Problem details: Work out how many lines in the entries contain the string "warn", and give nothing but that number.

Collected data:
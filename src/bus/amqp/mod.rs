//! AMQP (RabbitMQ) broker implementation.
//!
//! All traffic goes through the default exchange with the queue name as
//! routing key. Queues are declared on first use by both publishers and
//! consumers. Publishing is fire-and-forget: publisher confirms are not
//! awaited and messages are not marked persistent.

use std::borrow::Cow;

use async_trait::async_trait;
use deadpool_lapin::{Manager, Pool, PoolError};
use futures::StreamExt;
use lapin::{
    acker::Acker as LapinAcker,
    options::{
        BasicAckOptions, BasicConsumeOptions, BasicNackOptions, BasicPublishOptions,
        BasicQosOptions, QueueDeclareOptions,
    },
    types::{AMQPValue, FieldTable, ShortString},
    BasicProperties, Channel, ConnectionProperties,
};
use tokio::sync::Mutex;
use tracing::{debug, info, warn};

use super::{
    Acker, Broker, BusError, Delivery, DeliveryStream, MessageHeaders, OutboundMessage,
    QueueSpec, Result, RETRIES_HEADER,
};
use crate::config::AmqpConfig;

/// Owns the broker connection pool and hands out logical channels.
///
/// Reconnection is left to the pool: a broken connection is recycled on the
/// next `get`.
#[derive(Clone)]
pub struct ConnectionManager {
    pool: Pool,
    url: String,
}

impl ConnectionManager {
    /// Build the pool and verify that a connection can be opened.
    pub async fn connect(config: &AmqpConfig) -> Result<Self> {
        let manager = Manager::new(
            config.url.clone(),
            ConnectionProperties::default().with_connection_name("motobus".into()),
        );
        let pool = Pool::builder(manager)
            .max_size(config.pool_size)
            .build()
            .map_err(|e| BusError::Connection(format!("Failed to create pool: {}", e)))?;

        // Verify connection
        let _conn = pool
            .get()
            .await
            .map_err(|e| BusError::Connection(format!("Failed to connect: {}", e)))?;

        info!(url = %redact_url(&config.url), "Connected to AMQP");

        Ok(Self {
            pool,
            url: config.url.clone(),
        })
    }

    /// Open a new channel on a pooled connection.
    pub async fn channel(&self) -> Result<Channel> {
        let conn = self.pool.get().await.map_err(|e: PoolError| {
            BusError::Connection(format!("Failed to get connection from pool: {}", e))
        })?;

        conn.create_channel()
            .await
            .map_err(|e| BusError::Connection(format!("Failed to create channel: {}", e)))
    }

    /// Connection URL with credentials removed.
    pub fn url(&self) -> Cow<'_, str> {
        redact_url(&self.url)
    }
}

/// RabbitMQ broker.
pub struct AmqpBroker {
    connections: ConnectionManager,
    /// Channel reused for publishing and declaring; reopened when closed.
    control: Mutex<Option<Channel>>,
}

impl AmqpBroker {
    /// Connect to RabbitMQ.
    pub async fn new(config: &AmqpConfig) -> Result<Self> {
        let connections = ConnectionManager::connect(config).await?;
        Ok(Self::with_connections(connections))
    }

    pub fn with_connections(connections: ConnectionManager) -> Self {
        Self {
            connections,
            control: Mutex::new(None),
        }
    }

    /// Get the control channel, opening a fresh one if the previous one closed.
    async fn control_channel(&self) -> Result<Channel> {
        let mut guard = self.control.lock().await;
        if let Some(channel) = guard.as_ref() {
            if channel.status().connected() {
                return Ok(channel.clone());
            }
            debug!("Control channel closed, reopening");
        }
        let channel = self.connections.channel().await?;
        *guard = Some(channel.clone());
        Ok(channel)
    }
}

#[async_trait]
impl Broker for AmqpBroker {
    async fn declare_queue(&self, spec: &QueueSpec) -> Result<()> {
        let channel = self.control_channel().await?;
        channel
            .queue_declare(
                &spec.name,
                QueueDeclareOptions {
                    durable: spec.durable,
                    exclusive: false,
                    auto_delete: false,
                    ..Default::default()
                },
                queue_arguments(spec),
            )
            .await
            .map_err(|e| BusError::Declare {
                queue: spec.name.clone(),
                message: e.to_string(),
            })?;

        debug!(queue = %spec.name, durable = spec.durable, "Declared queue");
        Ok(())
    }

    #[tracing::instrument(name = "bus.publish", skip_all, fields(queue = %queue))]
    async fn publish(&self, queue: &str, message: OutboundMessage) -> Result<()> {
        let channel = self.control_channel().await?;

        // The returned confirm is intentionally not awaited
        channel
            .basic_publish(
                "",
                queue,
                BasicPublishOptions::default(),
                &message.body,
                message_properties(&message),
            )
            .await
            .map_err(|e| BusError::Publish {
                queue: queue.to_string(),
                message: e.to_string(),
            })?;

        debug!(queue = %queue, bytes = message.body.len(), "Published message");
        Ok(())
    }

    async fn consume(&self, queue: &str, prefetch: u16) -> Result<DeliveryStream> {
        let channel = self.connections.channel().await?;

        channel
            .basic_qos(prefetch, BasicQosOptions::default())
            .await
            .map_err(|e| BusError::Consume {
                queue: queue.to_string(),
                message: format!("Failed to set QoS: {}", e),
            })?;

        let consumer_tag = format!("motobus-{}-{}", queue, uuid::Uuid::new_v4());
        let consumer = channel
            .basic_consume(
                queue,
                &consumer_tag,
                BasicConsumeOptions::default(),
                FieldTable::default(),
            )
            .await
            .map_err(|e| BusError::Consume {
                queue: queue.to_string(),
                message: format!("Failed to start consumer: {}", e),
            })?;

        info!(queue = %queue, prefetch, consumer_tag = %consumer_tag, "AMQP consumer started");

        let queue = queue.to_string();
        let stream = consumer.map(move |result| {
            // Channel lives as long as the stream
            let _channel = &channel;
            match result {
                Ok(delivery) => Ok(Delivery::new(
                    queue.clone(),
                    delivery.delivery_tag,
                    delivery.redelivered,
                    headers_from(&delivery.properties),
                    delivery.data.into(),
                    Box::new(AmqpAcker {
                        acker: delivery.acker,
                        delivery_tag: delivery.delivery_tag,
                    }),
                )),
                Err(e) => Err(BusError::Consume {
                    queue: queue.clone(),
                    message: e.to_string(),
                }),
            }
        });

        Ok(stream.boxed())
    }
}

struct AmqpAcker {
    acker: LapinAcker,
    delivery_tag: u64,
}

#[async_trait]
impl Acker for AmqpAcker {
    async fn ack(&self) -> Result<()> {
        self.acker
            .ack(BasicAckOptions::default())
            .await
            .map(|_| ())
            .map_err(|e| BusError::Settle {
                delivery_tag: self.delivery_tag,
                message: e.to_string(),
            })
    }

    async fn nack(&self, requeue: bool) -> Result<()> {
        self.acker
            .nack(BasicNackOptions {
                requeue,
                ..Default::default()
            })
            .await
            .map(|_| ())
            .map_err(|e| BusError::Settle {
                delivery_tag: self.delivery_tag,
                message: e.to_string(),
            })
    }
}

// ============================================================================
// Property and argument mapping
// ============================================================================

/// Queue arguments for TTL and dead-letter routing.
fn queue_arguments(spec: &QueueSpec) -> FieldTable {
    let mut args = FieldTable::default();
    if let Some(ttl) = spec.message_ttl {
        args.insert(
            "x-message-ttl".into(),
            AMQPValue::LongLongInt(ttl.as_millis() as i64),
        );
    }
    if let Some(ref target) = spec.dead_letter_to {
        // Default exchange: route by queue name
        args.insert(
            "x-dead-letter-exchange".into(),
            AMQPValue::LongString("".into()),
        );
        args.insert(
            "x-dead-letter-routing-key".into(),
            AMQPValue::LongString(target.as_str().into()),
        );
    }
    args
}

fn message_properties(message: &OutboundMessage) -> BasicProperties {
    let mut properties =
        BasicProperties::default().with_content_type(message.content_type.into());

    if let Some(retries) = message.headers.retries {
        let mut headers = FieldTable::default();
        headers.insert(
            RETRIES_HEADER.into(),
            AMQPValue::LongInt(i32::try_from(retries).unwrap_or(i32::MAX)),
        );
        properties = properties.with_headers(headers);
    }

    if let Some(expiration) = message.expiration {
        properties =
            properties.with_expiration(ShortString::from(expiration.as_millis().to_string()));
    }

    properties
}

fn headers_from(properties: &BasicProperties) -> MessageHeaders {
    let retries = properties
        .headers()
        .as_ref()
        .and_then(|table| table.inner().get(RETRIES_HEADER))
        .and_then(|value| {
            let parsed = amqp_value_as_u32(value);
            if parsed.is_none() {
                warn!(value = ?value, "Ignoring unreadable retries header");
            }
            parsed
        });
    MessageHeaders { retries }
}

/// Integer header values arrive with whatever width the publisher chose.
fn amqp_value_as_u32(value: &AMQPValue) -> Option<u32> {
    let wide: i64 = match value {
        AMQPValue::ShortShortInt(v) => i64::from(*v),
        AMQPValue::ShortShortUInt(v) => i64::from(*v),
        AMQPValue::ShortInt(v) => i64::from(*v),
        AMQPValue::ShortUInt(v) => i64::from(*v),
        AMQPValue::LongInt(v) => i64::from(*v),
        AMQPValue::LongUInt(v) => i64::from(*v),
        AMQPValue::LongLongInt(v) => *v,
        AMQPValue::LongString(s) => std::str::from_utf8(s.as_bytes()).ok()?.trim().parse().ok()?,
        AMQPValue::ShortString(s) => s.as_str().trim().parse().ok()?,
        _ => return None,
    };
    u32::try_from(wide).ok()
}

/// Strip `user:password@` from a connection URL for logging, keeping the host.
fn redact_url(url: &str) -> Cow<'_, str> {
    let authority_start = url.find("://").map(|i| i + 3).unwrap_or(0);
    let authority_end = url[authority_start..]
        .find('/')
        .map(|i| authority_start + i)
        .unwrap_or(url.len());
    match url[authority_start..authority_end].rfind('@') {
        Some(at) => {
            let host_start = authority_start + at + 1;
            Cow::Owned(format!("{}{}", &url[..authority_start], &url[host_start..]))
        }
        None => Cow::Borrowed(url),
    }
}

Exercise result: 2